(Stored items)
[Start of section]
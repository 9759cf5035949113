//! aarch64 NEON kernel.
//!
//! NEON is baseline on the supported targets, so there is a single
//! variant. There is no non-temporal store or stable cache-flush
//! primitive here: streaming stores degrade to plain stores and
//! `flush` keeps its no-op default, a known weakening of the
//! side-channel posture relative to x86-64.

use core::arch::aarch64::*;

use super::{BlockType, Salsa20};
use crate::block_mix::{self, MixMode};
use crate::memory::{SalsaBlock, ScryptElement};

macro_rules! v_rotl_u32 {
    ($w:expr, $amt:literal) => {{
        let w = $w;
        vorrq_u32(vshlq_n_u32::<$amt>(w), vshrq_n_u32::<{ 32 - $amt }>(w))
    }};
}

macro_rules! salsa_operation_neon {
    ($add1:expr, $add2:expr, $x:expr, $rot:literal) => {
        veorq_u32($x, v_rotl_u32!(vaddq_u32($add1, $add2), $rot))
    };
}

/// A 64-byte block in four 128-bit NEON registers.
#[derive(Clone, Copy)]
pub struct BlockNeon {
    rows: [uint32x4_t; 4],
}

#[inline(always)]
unsafe fn salsa_iterations_neon(rows: &mut [uint32x4_t; 4], iterations: u32) {
    unsafe {
        for _ in 0..iterations {
            rows[2] = salsa_operation_neon!(rows[0], rows[1], rows[2], 7);
            rows[3] = salsa_operation_neon!(rows[1], rows[2], rows[3], 9);
            rows[0] = salsa_operation_neon!(rows[2], rows[3], rows[0], 13);
            rows[1] = salsa_operation_neon!(rows[3], rows[0], rows[1], 18);

            // exchange rows and columns; row 1 keeps the diagonal
            let to_row2 = vextq_u32::<1>(rows[0], rows[0]);
            rows[0] = vextq_u32::<3>(rows[2], rows[2]);
            rows[2] = to_row2;
            rows[3] = vextq_u32::<2>(rows[3], rows[3]);
        }
    }
}

impl BlockType for BlockNeon {
    #[inline(always)]
    unsafe fn load_aligned(src: *const SalsaBlock) -> Self {
        debug_assert_eq!(src as usize % 64, 0, "unaligned block load");
        unsafe { Self::load_unaligned(src.cast::<u8>()) }
    }

    #[inline(always)]
    unsafe fn load_unaligned(src: *const u8) -> Self {
        let src = src.cast::<u32>();
        unsafe {
            Self {
                rows: [
                    vld1q_u32(src),
                    vld1q_u32(src.add(4)),
                    vld1q_u32(src.add(8)),
                    vld1q_u32(src.add(12)),
                ],
            }
        }
    }

    #[inline(always)]
    unsafe fn store_aligned(self, dst: *mut SalsaBlock) {
        debug_assert_eq!(dst as usize % 64, 0, "unaligned block store");
        unsafe { self.store_unaligned(dst.cast::<u8>()) }
    }

    #[inline(always)]
    unsafe fn store_unaligned(self, dst: *mut u8) {
        let dst = dst.cast::<u32>();
        unsafe {
            vst1q_u32(dst, self.rows[0]);
            vst1q_u32(dst.add(4), self.rows[1]);
            vst1q_u32(dst.add(8), self.rows[2]);
            vst1q_u32(dst.add(12), self.rows[3]);
        }
    }

    #[inline(always)]
    unsafe fn stream_aligned(self, dst: *mut SalsaBlock) {
        // no cache-bypassing store on NEON
        unsafe { self.store_aligned(dst) }
    }

    #[inline(always)]
    fn xor_with(&mut self, other: Self) {
        unsafe {
            self.rows[0] = veorq_u32(self.rows[0], other.rows[0]);
            self.rows[1] = veorq_u32(self.rows[1], other.rows[1]);
            self.rows[2] = veorq_u32(self.rows[2], other.rows[2]);
            self.rows[3] = veorq_u32(self.rows[3], other.rows[3]);
        }
    }

    #[inline(always)]
    fn diagonalize(self) -> Self {
        unsafe {
            let n = self.rows;
            let mut row0 = vdupq_n_u32(0);
            let mut row1 = vdupq_n_u32(0);
            let mut row2 = vdupq_n_u32(0);
            let mut row3 = vdupq_n_u32(0);

            row0 = vsetq_lane_u32::<0>(vgetq_lane_u32::<0>(n[3]), row0);
            row0 = vsetq_lane_u32::<1>(vgetq_lane_u32::<1>(n[0]), row0);
            row0 = vsetq_lane_u32::<2>(vgetq_lane_u32::<2>(n[1]), row0);
            row0 = vsetq_lane_u32::<3>(vgetq_lane_u32::<3>(n[2]), row0);
            row1 = vsetq_lane_u32::<0>(vgetq_lane_u32::<0>(n[0]), row1);
            row1 = vsetq_lane_u32::<1>(vgetq_lane_u32::<1>(n[1]), row1);
            row1 = vsetq_lane_u32::<2>(vgetq_lane_u32::<2>(n[2]), row1);
            row1 = vsetq_lane_u32::<3>(vgetq_lane_u32::<3>(n[3]), row1);
            row2 = vsetq_lane_u32::<0>(vgetq_lane_u32::<0>(n[1]), row2);
            row2 = vsetq_lane_u32::<1>(vgetq_lane_u32::<1>(n[2]), row2);
            row2 = vsetq_lane_u32::<2>(vgetq_lane_u32::<2>(n[3]), row2);
            row2 = vsetq_lane_u32::<3>(vgetq_lane_u32::<3>(n[0]), row2);
            row3 = vsetq_lane_u32::<0>(vgetq_lane_u32::<0>(n[2]), row3);
            row3 = vsetq_lane_u32::<1>(vgetq_lane_u32::<1>(n[3]), row3);
            row3 = vsetq_lane_u32::<2>(vgetq_lane_u32::<2>(n[0]), row3);
            row3 = vsetq_lane_u32::<3>(vgetq_lane_u32::<3>(n[1]), row3);

            Self {
                rows: [row0, row1, row2, row3],
            }
        }
    }

    #[inline(always)]
    fn undiagonalize(self) -> Self {
        unsafe {
            let a = self.rows;
            let mut row0 = vdupq_n_u32(0);
            let mut row1 = vdupq_n_u32(0);
            let mut row2 = vdupq_n_u32(0);
            let mut row3 = vdupq_n_u32(0);

            row0 = vsetq_lane_u32::<0>(vgetq_lane_u32::<0>(a[1]), row0);
            row0 = vsetq_lane_u32::<1>(vgetq_lane_u32::<1>(a[0]), row0);
            row0 = vsetq_lane_u32::<2>(vgetq_lane_u32::<2>(a[3]), row0);
            row0 = vsetq_lane_u32::<3>(vgetq_lane_u32::<3>(a[2]), row0);
            row1 = vsetq_lane_u32::<0>(vgetq_lane_u32::<0>(a[2]), row1);
            row1 = vsetq_lane_u32::<1>(vgetq_lane_u32::<1>(a[1]), row1);
            row1 = vsetq_lane_u32::<2>(vgetq_lane_u32::<2>(a[0]), row1);
            row1 = vsetq_lane_u32::<3>(vgetq_lane_u32::<3>(a[3]), row1);
            row2 = vsetq_lane_u32::<0>(vgetq_lane_u32::<0>(a[3]), row2);
            row2 = vsetq_lane_u32::<1>(vgetq_lane_u32::<1>(a[2]), row2);
            row2 = vsetq_lane_u32::<2>(vgetq_lane_u32::<2>(a[1]), row2);
            row2 = vsetq_lane_u32::<3>(vgetq_lane_u32::<3>(a[0]), row2);
            row3 = vsetq_lane_u32::<0>(vgetq_lane_u32::<0>(a[0]), row3);
            row3 = vsetq_lane_u32::<1>(vgetq_lane_u32::<1>(a[3]), row3);
            row3 = vsetq_lane_u32::<2>(vgetq_lane_u32::<2>(a[2]), row3);
            row3 = vsetq_lane_u32::<3>(vgetq_lane_u32::<3>(a[1]), row3);

            Self {
                rows: [row0, row1, row2, row3],
            }
        }
    }
}

impl Salsa20 for BlockNeon {
    #[inline(always)]
    fn hash(&mut self, iterations: u32) {
        unsafe {
            let input = self.rows;
            salsa_iterations_neon(&mut self.rows, iterations);
            self.rows[0] = vaddq_u32(self.rows[0], input[0]);
            self.rows[1] = vaddq_u32(self.rows[1], input[1]);
            self.rows[2] = vaddq_u32(self.rows[2], input[2]);
            self.rows[3] = vaddq_u32(self.rows[3], input[3]);
        }
    }
}

pub(crate) unsafe fn prepare_data_neon(working: &mut ScryptElement, source: *const u8) {
    unsafe { block_mix::prepare_data::<BlockNeon>(working, source) }
}

pub(crate) unsafe fn copy_and_mix_blocks_neon(
    destination: *mut SalsaBlock,
    working: &mut ScryptElement,
    shuffle: &mut ScryptElement,
) {
    unsafe { block_mix::mix_blocks::<BlockNeon>(working, destination, shuffle, MixMode::Copy) }
}

pub(crate) unsafe fn xor_and_mix_blocks_neon(
    working: &mut ScryptElement,
    source: *const SalsaBlock,
    shuffle: &mut ScryptElement,
) {
    unsafe { block_mix::mix_blocks::<BlockNeon>(working, source.cast_mut(), shuffle, MixMode::Xor) }
}

pub(crate) unsafe fn restore_data_neon(destination: *mut u8, working: &mut ScryptElement) {
    unsafe { block_mix::restore_data::<BlockNeon>(destination, working) }
}

#[cfg(test)]
mod tests {
    use super::*;
    use crate::salsa20::tests::{
        check_diagonalize_round_trip, check_hash_matches_scalar, check_memory_ops,
    };

    #[test]
    fn neon_diagonalize_round_trip() {
        check_diagonalize_round_trip::<BlockNeon>();
    }

    #[test]
    fn neon_memory_ops() {
        check_memory_ops::<BlockNeon>();
    }

    #[test]
    fn neon_hash_matches_scalar() {
        check_hash_matches_scalar::<BlockNeon>(8);
        check_hash_matches_scalar::<BlockNeon>(2);
        check_hash_matches_scalar::<BlockNeon>(0);
    }
}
[End of section]
-- WHAT THIS TASK INVOLVES --
Show me every line of the entries above that holds "keeps".

-- ANSWER TO THIS EXERCISE --
//! `flush` keeps its no-op default, a known weakening of the
            // exchange rows and columns; row 1 keeps the diagonal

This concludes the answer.